Pour qu’une telle stratégie se traduise par des actions politiques, elle doit bénéficier du soutien actif de tous les membres des différents gouvernements de notre pays et elle doit être appliquée dans tous les secteurs et tous les domaines politiques (agriculture, pêche, sylviculture, coopération au développement, finances, politique étrangère, etc.). Dans notre pays, la structure complexe de l’État est un facteur de complication supplémentaire. Par exemple, la coopération au développement et la protection de la mer du Nord sont des compétences fédérales, tandis que l’agriculture et la politique de l’eau sont des compétences régionales. De ce fait, il arrive régulièrement que notre pays ne parvienne pas à prendre position sur les questions internationales relatives au climat et à la biodiversité quand un accord ne peut être trouvé entre le fédéral et les régions.

Où sont les leviers financiers ?

C’est précisément parce que les objectifs formulés dans le projet de plan sont si vagues qu’il n’est pas non plus possible de quantifier les ressources financières supplémentaires que notre pays devrait consacrer à la mise en œuvre de ce plan.

Le déficit de financement est l’un des principaux points sensibles de la politique internationale en matière de biodiversité. L’argent manque cruellement pour réaliser les plans ambitieux définis à Montréal à la fin 2022. Toutes les parties à la CDB doivent donc consentir des efforts financiers supplémentaires.

Dans la version provisoire de la stratégie actualisée de la Belgique en matière de biodiversité, la réponse à la question de savoir si et de quelle manière notre pays dégagera des ressources financières supplémentaires reste extrêmement vague. En outre, il a été décidé à Montréal que d’ici 2025, toutes les parties devraient identifier les subventions accordées qui nuisent à la biodiversité. Au niveau mondial, le but est de supprimer progressivement ces subventions nocives, à hauteur d’au moins 500 milliards de dollars par an d’ici 2030. Notre pays n’a pas encore répertorié ces subventions nocives. Nous ne sommes donc certainement pas encore prêts à supprimer progressivement ces subventions à partir de 2025.

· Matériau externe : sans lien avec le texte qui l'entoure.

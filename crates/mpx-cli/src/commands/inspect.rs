//! Read-only views of stored workflow documents.

use anyhow::{bail, Result};
use mpx_audit::{verify_timeline, VerifyResult};
use mpx_schemas::{micros_to_price, Order, Quotation, Rfq};
use mpx_workflow::Workflow;

fn opt<T: std::fmt::Display>(v: &Option<T>) -> String {
    v.as_ref().map(|x| x.to_string()).unwrap_or_else(|| "NULL".to_string())
}

fn rfq_lines(rfq: &Rfq) -> Vec<String> {
    vec![
        format!("rfq_id={}", rfq.rfq_id),
        format!("owner_id={}", rfq.owner_id),
        format!("title={}", rfq.title),
        format!("category={}", rfq.category),
        format!("status={}", rfq.status),
        format!("deadline={}", rfq.deadline.to_rfc3339()),
        format!("quotation_count={}", rfq.quotation_count),
        format!("awarded_quotation_id={}", opt(&rfq.awarded_quotation_id)),
    ]
}

fn quotation_line(q: &Quotation) -> String {
    format!(
        "quotation quotation_id={} supplier_id={} price={:.2} currency={} status={} created_at={}",
        q.quotation_id,
        q.supplier_id,
        micros_to_price(q.price_micros),
        q.currency,
        q.status,
        q.created_at.to_rfc3339()
    )
}

fn order_lines(order: &Order) -> Vec<String> {
    let mut out = vec![
        format!("order_id={}", order.order_id),
        format!("quotation_id={}", order.quotation_id),
        format!("rfq_id={}", order.rfq_id),
        format!("shipowner_id={}", order.shipowner_id),
        format!("supplier_id={}", order.supplier_id),
        format!("amount={:.2} {}", micros_to_price(order.amount_micros), order.currency),
        format!("status={}", order.status),
        format!("payment_status={}", order.payment_status),
    ];
    for e in &order.timeline {
        out.push(format!(
            "timeline seq={} status={} by={} at={} description={:?}",
            e.seq,
            e.status,
            e.updated_by,
            e.timestamp.to_rfc3339(),
            e.description
        ));
    }
    out
}

pub async fn show_rfq(wf: &Workflow, rfq_id: &str) -> Result<Vec<String>> {
    let rfq = wf.rfqs().get(rfq_id).await?;
    let mut out = rfq_lines(&rfq);
    for q in wf.quotations().list_for_rfq(rfq_id).await? {
        out.push(quotation_line(&q));
    }
    Ok(out)
}

pub async fn show_order(wf: &Workflow, order_id: &str) -> Result<Vec<String>> {
    let order = wf.orders().get(order_id).await?;
    Ok(order_lines(&order))
}

pub async fn list_orders(wf: &Workflow, user_id: &str) -> Result<Vec<String>> {
    let orders = wf.orders().list_for_user(user_id).await?;
    let mut out = vec![format!("user_id={} orders={}", user_id, orders.len())];
    for o in orders {
        out.push(format!(
            "order order_id={} status={} payment_status={} counterparty={}",
            o.order_id,
            o.status,
            o.payment_status,
            o.counterparty_of(user_id).unwrap_or("NULL")
        ));
    }
    Ok(out)
}

/// Fails when the chain is broken, so scripts can rely on the exit code.
pub async fn verify_order_timeline(wf: &Workflow, order_id: &str) -> Result<String> {
    let order = wf.orders().get(order_id).await?;
    match verify_timeline(&order.timeline)? {
        VerifyResult::Valid { events } => {
            Ok(format!("timeline_valid=true order_id={order_id} events={events}"))
        }
        VerifyResult::Broken { index, reason } => {
            bail!("TIMELINE_BROKEN order_id={order_id} index={index} reason={reason}")
        }
    }
}
use chrono::{DateTime, Utc};
use serde::{Deserialize, Serialize};
use std::fmt;
use std::str::FromStr;

use crate::ParseStatusError;

#[derive(Debug, Clone, Copy, PartialEq, Eq, Hash, Serialize, Deserialize)]
#[serde(rename_all = "snake_case")]
pub enum QuotationStatus {
    Pending,
    /// **Terminal.** At most one per RFQ.
    Accepted,
    /// **Terminal.**
    Rejected,
}

impl QuotationStatus {
    pub fn as_str(&self) -> &'static str {
        match self {
            QuotationStatus::Pending => "pending",
            QuotationStatus::Accepted => "accepted",
            QuotationStatus::Rejected => "rejected",
        }
    }

    pub fn is_terminal(&self) -> bool {
        !matches!(self, QuotationStatus::Pending)
    }
}

impl fmt::Display for QuotationStatus {
    fn fmt(&self, f: &mut fmt::Formatter<'_>) -> fmt::Result {
        f.write_str(self.as_str())
    }
}

impl FromStr for QuotationStatus {
    type Err = ParseStatusError;

    fn from_str(s: &str) -> Result<Self, Self::Err> {
        match s {
            "pending" => Ok(QuotationStatus::Pending),
            "accepted" => Ok(QuotationStatus::Accepted),
            "rejected" => Ok(QuotationStatus::Rejected),
            other => Err(ParseStatusError {
                kind: "quotation status",
                value: other.to_string(),
            }),
        }
    }
}

/// A supplier's priced bid against one RFQ.
#[derive(Debug, Clone, PartialEq, Eq, Serialize, Deserialize)]
#[serde(rename_all = "camelCase")]
pub struct Quotation {
    pub quotation_id: String,
    pub rfq_id: String,
    pub supplier_id: String,
    /// Bid price in integer micros.
    pub price_micros: i64,
    /// ISO-4217 code, upper case.
    pub currency: String,
    #[serde(default, skip_serializing_if = "Option::is_none")]
    pub delivery_estimate: Option<String>,
    #[serde(default, skip_serializing_if = "Option::is_none")]
    pub notes: Option<String>,
    pub status: QuotationStatus,
    #[serde(default, skip_serializing_if = "Option::is_none")]
    pub rejection_reason: Option<String>,
    pub created_at: DateTime<Utc>,
    #[serde(default, skip_serializing_if = "Option::is_none")]
    pub decided_at: Option<DateTime<Utc>>,
}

Réduire l’impact de la Belgique sur la biodiversité à l’étranger

En raison de son économie ouverte, notre pays a un impact négatif proportionnellement important sur la biodiversité à l’étranger. Il suffit de penser aux importations de produits tels que le bois dur d’Afrique centrale, le soja du Brésil, l’huile de palme de Malaisie et d’Indonésie et le cacao (Afrique), pour lesquels des forêts sont abattues. Selon les calculs de l’Instituut voor Natuur- en Bosonderzoek (Institut de recherche sur la nature et la forêt), environ 95 % de l’impact négatif de la consommation belge sur la biodiversité se manifeste à l’étranger. Même le tourisme et les activités industrielles des entreprises belges à l’étranger peuvent causer des dommages à l’environnement. Les dégâts causés par notre pays à l’étranger sont peut-être à peine visibles pour la population belge, mais ils n’en sont pas moins graves et méritent donc une attention soutenue.

Nos nouveaux gouvernements doivent accorder davantage d’importance à la politique en matière de biodiversité et à la politique climatique

Pour Greenpeace, une nouvelle stratégie belge en matière de biodiversité est plus qu’une tâche obligatoire imposée par la Convention sur la diversité biologique. Une politique ambitieuse en matière de climat et de biodiversité devrait figurer en bonne place dans les nouveaux accords de coalition en cours de négociation. En tant que pays prospère, nous devons cela aux pays du Sud et aux générations futures.